Она говорила все это, держа в руках чашку кофе, с апломбом, напомнившим Даниэлю девочку, сидящую на ветке дерева и болтающую на беглом и изящном английском, который привел бы в восхищение ее отца и на который она перешла теперь, чтобы доставить удовольствие гостю. Когда она наконец замолчала, Говард Гарднер, наблюдавший за ней все это время взглядом веселого щенка, взял из ее дрожащей левой руки чашку и поцеловал в щеку, зардевшуюся от произнесенной речи.

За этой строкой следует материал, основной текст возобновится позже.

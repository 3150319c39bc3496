//! User presence and per-channel subscription tracking.
//!
//! Connections are owned by the WebSocket hub; this registry only counts
//! them. The count is mirrored into the state store with a TTL so an
//! executor on another instance can answer "is anyone watching channel X"
//! — the only question the runtime ever asks.

use std::collections::HashMap;
use std::sync::Arc;

use parking_lot::Mutex;

use ma_store::{keys, StateStore};

pub struct PresenceRegistry {
    store: Arc<dyn StateStore>,
    /// channel -> live local connection count.
    channels: Mutex<HashMap<String, usize>>,
}

impl PresenceRegistry {
    pub fn new(store: Arc<dyn StateStore>) -> Self {
        Self {
            store,
            channels: Mutex::new(HashMap::new()),
        }
    }

    pub async fn register(&self, channel: &str, user: &str) {
        {
            let mut channels = self.channels.lock();
            *channels.entry(channel.to_string()).or_insert(0) += 1;
        }
        let _ = self
            .store
            .set(
                &keys::channel_presence(channel),
                "1",
                Some(keys::PRESENCE_TTL_SECS),
            )
            .await;
        self.heartbeat(user).await;
        tracing::debug!(channel, user, "ws subscription registered");
    }

    pub async fn unregister(&self, channel: &str) {
        let emptied = {
            let mut channels = self.channels.lock();
            if let Some(count) = channels.get_mut(channel) {
                *count = count.saturating_sub(1);
                if *count == 0 {
                    channels.remove(channel);
                    true
                } else {
                    false
                }
            } else {
                false
            }
        };
        if emptied {
            let _ = self.store.del(&keys::channel_presence(channel)).await;
        }
    }

    /// Record a frontend session for a user. Sessions are hash fields on
    /// the user's presence entry so several tabs coexist.
    pub async fn register_session(&self, user: &str, session_id: &str) {
        let key = keys::presence(user);
        let _ = self
            .store
            .hset(&key, session_id, &chrono::Utc::now().to_rfc3339())
            .await;
        let _ = self.store.expire(&key, keys::PRESENCE_TTL_SECS).await;
    }

    /// Refresh the user's heartbeat entry.
    pub async fn heartbeat(&self, user: &str) {
        let key = keys::presence(user);
        let _ = self
            .store
            .hset(&key, "last_seen", &chrono::Utc::now().to_rfc3339())
            .await;
        let _ = self.store.expire(&key, keys::PRESENCE_TTL_SECS).await;
    }

    pub async fn is_user_online(&self, user: &str) -> bool {
        !self.store.hgetall(&keys::presence(user)).await.is_empty()
    }

    pub async fn unregister_user(&self, user: &str) {
        let _ = self.store.del(&keys::presence(user)).await;
    }

    /// Is anyone, on any instance, subscribed to this channel?
    pub async fn is_connected(&self, channel: &str) -> bool {
        if self.channels.lock().contains_key(channel) {
            return true;
        }
        self.store
            .get(&keys::channel_presence(channel))
            .await
            .is_some()
    }

    /// Local subscription count (monitoring).
    pub fn local_channels(&self) -> usize {
        self.channels.lock().len()
    }
}
//! Events published on the per-thread pub/sub channel.
//!
//! Subscribed WebSocket connections forward these verbatim. Stream chunks
//! carry a monotone `seq` so any single subscriber can verify ordering;
//! `accumulated` values form a prefix chain ending at the final
//! `full_content`.

use chrono::{DateTime, Utc};
use serde::Serialize;
use serde_json::Value;

use ma_store::StateStore;

#[derive(Debug, Clone, Serialize)]
pub struct StreamMetadata {
    pub tokens_used: u32,
    pub duration_ms: u64,
    pub model: String,
    pub status: String,
    pub completed_at: DateTime<Utc>,
}

#[derive(Debug, Clone, Serialize)]
#[serde(tag = "type", rename_all = "snake_case")]
pub enum ThreadEvent {
    LlmStreamStart {
        message_id: i64,
        thread_key: String,
        space_code: String,
        timestamp: DateTime<Utc>,
    },
    LlmStreamChunk {
        message_id: i64,
        seq: u64,
        chunk: String,
        accumulated: String,
        is_final: bool,
    },
    LlmStreamComplete {
        message_id: i64,
        full_content: String,
        metadata: StreamMetadata,
    },
    LlmStreamInterrupted {
        message_id: i64,
        accumulated: String,
    },
    LlmStreamError {
        message_id: i64,
        error: String,
    },
    /// Checklist creation or step update, mirrored to the UI.
    #[serde(rename = "WORKFLOW_CHECKLIST")]
    WorkflowChecklist {
        command: String,
        payload: Value,
    },
}

/// Commands carried by `WORKFLOW_CHECKLIST` events.
pub const CMD_CREATE_CHECKLIST: &str = "CREATE_CHECKLIST";
pub const CMD_UPDATE_STEP_STATUS: &str = "UPDATE_STEP_STATUS";

/// Serialize and publish an event on a thread channel. Best effort: a
/// dropped event only degrades the live view, never the durable state.
pub async fn publish(store: &dyn StateStore, channel: &str, event: &ThreadEvent) {
    match serde_json::to_string(event) {
        Ok(payload) => store.publish(channel, &payload).await,
        Err(e) => tracing::warn!(channel, error = %e, "event serialization failed"),
    }
}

Эмилия молча налила ему кофе, и Говард устроился в кресле гостиной, собираясь и дальше присутствовать при этой ссоре. Даниэль, опершись локтями о стол, спрятался за поднятыми руками. Он ругался с закрытыми глазами и думал лишь о том, что ему необходимо, чтобы она всегда была рядом. Ему становилось плохо, когда она говорила с ним как с глупым мальчишкой, которому нужно все объяснять доходчиво и убедительно, чтобы он понял. Ему становилось плохо, когда ветер возмущения: окрашивал ее щеки и придавал четкость ее высказываниям, когда она рассуждала с уверенностью ученого-историка и гасила его порывы со снисходительностью старухи. Жизнь среди рассудительных взрослых наложила свой отпечаток на ее мысли, и с ней невозможно было спорить, потому что она была так же неотвратимо проницательна, как Хосефа, бесстрашна, как Диего, и упряма, как Милагрос. У него было очень мало аргументов, чтобы убедить ее, и ни один из них не мог быть использован на публике. Поэтому он не шевелился и довольно долго не говорил ни слова, пока воздух не раскалился настолько, что Говард допил последний глоток кофе и счел за лучшее откланяться.

– Эгоистка! – сказал Даниэль, как только они остались вдвоем.

– Задавака! – ответила Эмилия.

– Бесчувственная! – сказал Даниэль.

– Страдалец! – ответила Эмилия.

За этим последовала драка двух отчаявшихся животных, во время которой они кусались и осыпали друг друга оскорблениями, обещая забыть все, не видеться больше и ненавидеть друг друга до конца своих дней.

– Сдохни! – сказала Эмилия, когда они наконец расцепились. У нее была царапина на лбу, щеки горели, а блузка расстегнулась.

– Без тебя, – ответил Даниэль, взглянув на нее первый раз с начала драки. Она была прекрасна, как никогда. – Ты просто дикая, – сказал он, наклонившись за брюками специально, чтобы почувствовать боль в голени, куда она его пнула.

– Тебе больно? – спросила пристыженная Эмилия.

– Нет, – сказал Даниэль, подходя ближе. Под расстегнутой блузкой дрожали ее груди. Даниэль сунул руку в ложбинку между ними. Уже светало, когда их тела соединились в поисках согласия. Лежа один на другом, они играли в любовь, словно не было никакого будущего, позабыв о своем горе. Они нарушили клятву ненависти, и было подписано перемирие. Однако никто ни на шаг не сдвинулся с той черты, на которой стоял вечером, и хотя они дали клятву терпимости, преданности, обещали не помнить зла, но так и не пришли к соглашению до рассвета следующего дня.

– Тебе так нравится искать ее, что рано или поздно ты ее найдешь, – сказала ему Эмилия.

– Кого?

– Не заставляй меня произносить ее имя, – попросила она, обнимая его, чтобы отогнать от себя ужас перед смертью, незримо присутствовавшей при их расставании.